=== Listed records ===
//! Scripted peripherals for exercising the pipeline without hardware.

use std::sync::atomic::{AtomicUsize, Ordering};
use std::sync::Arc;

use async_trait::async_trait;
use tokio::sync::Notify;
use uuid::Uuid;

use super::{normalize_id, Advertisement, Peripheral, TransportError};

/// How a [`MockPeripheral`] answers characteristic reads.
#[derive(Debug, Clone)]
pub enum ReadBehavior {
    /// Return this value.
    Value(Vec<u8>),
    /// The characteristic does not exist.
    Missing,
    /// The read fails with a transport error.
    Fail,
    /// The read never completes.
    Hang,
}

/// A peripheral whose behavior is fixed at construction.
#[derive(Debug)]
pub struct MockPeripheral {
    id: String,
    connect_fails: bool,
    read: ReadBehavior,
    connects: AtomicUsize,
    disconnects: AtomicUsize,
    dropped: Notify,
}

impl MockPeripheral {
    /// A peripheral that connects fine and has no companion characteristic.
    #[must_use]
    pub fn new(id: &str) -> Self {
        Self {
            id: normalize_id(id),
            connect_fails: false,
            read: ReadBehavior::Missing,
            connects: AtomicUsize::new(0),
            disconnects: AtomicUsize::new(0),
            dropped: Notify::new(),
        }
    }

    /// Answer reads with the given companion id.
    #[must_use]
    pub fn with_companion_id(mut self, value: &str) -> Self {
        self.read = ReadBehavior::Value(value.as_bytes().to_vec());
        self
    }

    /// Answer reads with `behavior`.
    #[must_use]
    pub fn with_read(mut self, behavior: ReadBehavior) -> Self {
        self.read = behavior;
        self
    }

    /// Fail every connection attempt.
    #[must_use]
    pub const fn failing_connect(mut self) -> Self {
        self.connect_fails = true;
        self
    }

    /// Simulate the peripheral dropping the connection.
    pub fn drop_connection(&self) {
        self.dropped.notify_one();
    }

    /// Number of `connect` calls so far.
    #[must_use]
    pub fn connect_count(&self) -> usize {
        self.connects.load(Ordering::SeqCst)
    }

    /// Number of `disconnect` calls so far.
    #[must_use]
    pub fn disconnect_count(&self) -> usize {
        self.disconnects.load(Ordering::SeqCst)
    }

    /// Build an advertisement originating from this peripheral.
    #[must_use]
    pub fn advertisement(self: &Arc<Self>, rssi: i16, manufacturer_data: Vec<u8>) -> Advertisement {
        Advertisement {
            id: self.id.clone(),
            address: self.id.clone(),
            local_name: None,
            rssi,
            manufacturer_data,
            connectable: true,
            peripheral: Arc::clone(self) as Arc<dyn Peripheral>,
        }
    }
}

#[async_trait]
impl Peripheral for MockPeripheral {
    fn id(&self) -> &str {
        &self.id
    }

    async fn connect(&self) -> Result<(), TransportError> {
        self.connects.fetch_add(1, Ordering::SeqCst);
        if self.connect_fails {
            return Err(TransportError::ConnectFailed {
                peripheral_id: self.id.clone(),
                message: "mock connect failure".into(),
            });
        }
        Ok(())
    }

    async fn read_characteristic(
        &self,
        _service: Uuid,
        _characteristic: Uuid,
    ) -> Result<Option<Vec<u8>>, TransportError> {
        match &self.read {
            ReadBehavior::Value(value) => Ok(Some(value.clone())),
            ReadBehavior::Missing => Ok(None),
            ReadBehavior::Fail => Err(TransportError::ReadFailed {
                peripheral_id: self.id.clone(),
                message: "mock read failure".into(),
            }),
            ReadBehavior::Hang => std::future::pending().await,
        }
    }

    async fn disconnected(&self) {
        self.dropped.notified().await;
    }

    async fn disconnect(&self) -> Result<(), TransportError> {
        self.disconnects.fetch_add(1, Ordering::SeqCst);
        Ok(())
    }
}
===
### Your task
Find how many lines in the material above hold the word "MockPeripheral", then reply with only that figure.

### Reply to the task
4